What the task requires:
Each line with the string "NotFound" is to be copied from the records below.

START Data for this task

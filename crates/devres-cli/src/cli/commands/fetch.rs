//! `devres fetch <path>` – serve one resource into stdout or a file.

use anyhow::{Context, Result};
use devres_core::base_url;
use devres_core::config::{DevresConfig, FallbackMode};
use devres_core::resource::{FileResource, ServeRequest, WriteResponse};
use devres_core::transport::CurlTransport;
use devres_core::{FetchOutcome, RemoteResource, ResourceLocation};
use std::fs::File;
use std::io::{self, BufWriter, Write};
use std::path::PathBuf;
use std::sync::Arc;

#[derive(Debug, Clone)]
pub struct FetchArgs {
    pub path: String,
    pub content_type: String,
    pub fallback: Option<PathBuf>,
    pub output: Option<PathBuf>,
    pub base_url: Option<String>,
    pub no_fallback: bool,
}

impl FetchArgs {
    /// Fallback only applies when a bundled file is given and nothing disables it.
    pub(crate) fn fallback_mode(&self, cfg: &DevresConfig) -> FallbackMode {
        if self.no_fallback || self.fallback.is_none() {
            FallbackMode::NotFound
        } else {
            cfg.fallback_mode()
        }
    }
}

pub(crate) fn build_resource(cfg: &DevresConfig, args: &FetchArgs) -> RemoteResource {
    let base_url = args
        .base_url
        .clone()
        .unwrap_or_else(|| base_url::resolve_layered(cfg));
    let location = ResourceLocation::new(args.path.clone(), args.content_type.clone());
    let resource = match (&args.fallback, args.fallback_mode(cfg)) {
        (Some(file), FallbackMode::Delegate) => RemoteResource::new(
            &base_url,
            location,
            Arc::new(FileResource::new(file, args.content_type.clone())),
        ),
        _ => RemoteResource::without_fallback(&base_url, location),
    };
    resource.with_transport(Arc::new(CurlTransport::from_config(cfg)))
}

fn open_output(output: Option<&PathBuf>) -> Result<Box<dyn Write + Send>> {
    Ok(match output {
        Some(path) => Box::new(BufWriter::new(
            File::create(path).with_context(|| format!("create {}", path.display()))?,
        )),
        None => Box::new(io::stdout()),
    })
}

pub async fn run_fetch(cfg: &DevresConfig, args: FetchArgs) -> Result<()> {
    let resource = build_resource(cfg, &args);
    let target = resource.target().to_string();
    let location = resource.location().clone();
    let writer = open_output(args.output.as_ref())?;
    let request = ServeRequest::get(args.path.clone());

    let (outcome, content_type) = tokio::task::spawn_blocking(move || {
        let mut response = WriteResponse::new(writer);
        let outcome = resource.fetch_into_response(&request, &mut response)?;
        Ok::<_, anyhow::Error>((outcome, response.content_type().map(str::to_string)))
    })
    .await
    .context("fetch task join")??;

    match outcome {
        FetchOutcome::Fetched { bytes } => {
            eprintln!("fetched {} bytes from {} ({})", bytes, target, location)
        }
        FetchOutcome::FellBack => eprintln!(
            "{} unreachable, served bundled {}",
            target,
            args.fallback
                .as_ref()
                .map(|p| p.display().to_string())
                .unwrap_or_default()
        ),
        FetchOutcome::Empty => eprintln!("{} returned an empty resource", target),
        FetchOutcome::NotFound => anyhow::bail!("resource not found: {}", target),
    }
    if let Some(ct) = content_type {
        eprintln!("content-type: {}", ct);
    }
    Ok(())
}

#[cfg(test)]
mod tests {
    use super::*;

    fn args(fallback: Option<&str>, no_fallback: bool) -> FetchArgs {
        FetchArgs {
            path: "/js/app.js".into(),
            content_type: "application/javascript".into(),
            fallback: fallback.map(PathBuf::from),
            output: None,
            base_url: Some("http://127.0.0.1:4000".into()),
            no_fallback,
        }
    }

    #[test]
    fn explicit_base_url_wins() {
        let res = build_resource(&DevresConfig::default(), &args(None, false));
        assert_eq!(res.target(), "http://127.0.0.1:4000/js/app.js");
    }

    #[test]
    fn fallback_requires_a_file() {
        let cfg = DevresConfig::default();
        assert_eq!(args(None, false).fallback_mode(&cfg), FallbackMode::NotFound);
        assert_eq!(
            args(Some("bundle/app.js"), false).fallback_mode(&cfg),
            FallbackMode::Delegate
        );
        assert!(build_resource(&cfg, &args(Some("bundle/app.js"), false)).has_fallback());
    }

    #[test]
    fn no_fallback_flag_and_config_disable_fallback() {
        let cfg = DevresConfig::default();
        assert!(!build_resource(&cfg, &args(Some("bundle/app.js"), true)).has_fallback());

        let cfg = DevresConfig {
            fallback_mode: Some(FallbackMode::NotFound),
            ..DevresConfig::default()
        };
        assert!(!build_resource(&cfg, &args(Some("bundle/app.js"), false)).has_fallback());
    }

    #[tokio::test]
    async fn fetch_writes_fallback_file_to_output() {
        let dir = tempfile::tempdir().unwrap();
        let bundled = dir.path().join("app.js");
        std::fs::write(&bundled, b"bundled()").unwrap();
        let out = dir.path().join("out.js");

        // Nothing listens on a released ephemeral port.
        let listener = std::net::TcpListener::bind("127.0.0.1:0").unwrap();
        let port = listener.local_addr().unwrap().port();
        drop(listener);

        let args = FetchArgs {
            path: "/app.js".into(),
            content_type: "application/javascript".into(),
            fallback: Some(bundled),
            output: Some(out.clone()),
            base_url: Some(format!("http://127.0.0.1:{}", port)),
            no_fallback: false,
        };
        run_fetch(&DevresConfig::default(), args).await.unwrap();
        assert_eq!(std::fs::read(&out).unwrap(), b"bundled()");
    }
}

END Data for this task

Solution:
            FallbackMode::NotFound
        FetchOutcome::NotFound => anyhow::bail!("resource not found: {}", target),
        assert_eq!(args(None, false).fallback_mode(&cfg), FallbackMode::NotFound);
            fallback_mode: Some(FallbackMode::NotFound),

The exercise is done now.